### [Aim of the task]
Retype the data exactly, leaving nothing out.
-- Opening Marker --
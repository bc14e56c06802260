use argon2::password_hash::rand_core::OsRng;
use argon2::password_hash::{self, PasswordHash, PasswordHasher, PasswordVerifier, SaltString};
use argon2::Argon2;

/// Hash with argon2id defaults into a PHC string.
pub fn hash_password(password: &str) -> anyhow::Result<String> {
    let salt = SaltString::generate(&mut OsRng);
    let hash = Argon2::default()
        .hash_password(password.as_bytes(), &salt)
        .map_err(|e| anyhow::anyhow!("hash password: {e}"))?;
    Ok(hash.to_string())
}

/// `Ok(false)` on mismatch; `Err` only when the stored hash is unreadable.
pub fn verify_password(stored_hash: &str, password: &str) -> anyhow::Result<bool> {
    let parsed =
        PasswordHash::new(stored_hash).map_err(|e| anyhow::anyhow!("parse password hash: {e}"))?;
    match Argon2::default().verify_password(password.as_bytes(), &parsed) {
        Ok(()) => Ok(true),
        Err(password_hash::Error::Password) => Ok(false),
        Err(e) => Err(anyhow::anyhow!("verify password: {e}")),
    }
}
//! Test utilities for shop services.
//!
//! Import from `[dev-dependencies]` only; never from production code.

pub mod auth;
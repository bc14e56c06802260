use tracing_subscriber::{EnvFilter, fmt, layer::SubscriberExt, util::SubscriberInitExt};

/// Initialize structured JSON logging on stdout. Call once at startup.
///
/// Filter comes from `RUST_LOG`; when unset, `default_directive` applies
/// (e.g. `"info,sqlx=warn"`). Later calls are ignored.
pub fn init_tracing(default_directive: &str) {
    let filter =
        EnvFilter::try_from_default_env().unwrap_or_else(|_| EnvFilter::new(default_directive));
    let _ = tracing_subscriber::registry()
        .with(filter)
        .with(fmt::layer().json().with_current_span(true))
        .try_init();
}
-- Closing Marker --
### [Response to the task]
repository bc14e56c06802260
use argon2::password_hash::rand_core::OsRng;
use argon2::password_hash::{self, PasswordHash, PasswordHasher, PasswordVerifier, SaltString};
use argon2::Argon2;

/// Hash with argon2id defaults into a PHC string.
pub fn hash_password(password: &str) -> anyhow::Result<String> {
    let salt = SaltString::generate(&mut OsRng);
    let hash = Argon2::default()
        .hash_password(password.as_bytes(), &salt)
        .map_err(|e| anyhow::anyhow!("hash password: {e}"))?;
    Ok(hash.to_string())
}

/// `Ok(false)` on mismatch; `Err` only when the stored hash is unreadable.
pub fn verify_password(stored_hash: &str, password: &str) -> anyhow::Result<bool> {
    let parsed =
        PasswordHash::new(stored_hash).map_err(|e| anyhow::anyhow!("parse password hash: {e}"))?;
    match Argon2::default().verify_password(password.as_bytes(), &parsed) {
        Ok(()) => Ok(true),
        Err(password_hash::Error::Password) => Ok(false),
        Err(e) => Err(anyhow::anyhow!("verify password: {e}")),
    }
}
//! Test utilities for shop services.
//!
//! Import from `[dev-dependencies]` only; never from production code.

pub mod auth;
repository bc14e56c06802260
use tracing_subscriber::{EnvFilter, fmt, layer::SubscriberExt, util::SubscriberInitExt};

/// Initialize structured JSON logging on stdout. Call once at startup.
///
/// Filter comes from `RUST_LOG`; when unset, `default_directive` applies
/// (e.g. `"info,sqlx=warn"`). Later calls are ignored.
pub fn init_tracing(default_directive: &str) {
    let filter =
        EnvFilter::try_from_default_env().unwrap_or_else(|_| EnvFilter::new(default_directive));
    let _ = tracing_subscriber::registry()
        .with(filter)
        .with(fmt::layer().json().with_current_span(true))
        .try_init();
}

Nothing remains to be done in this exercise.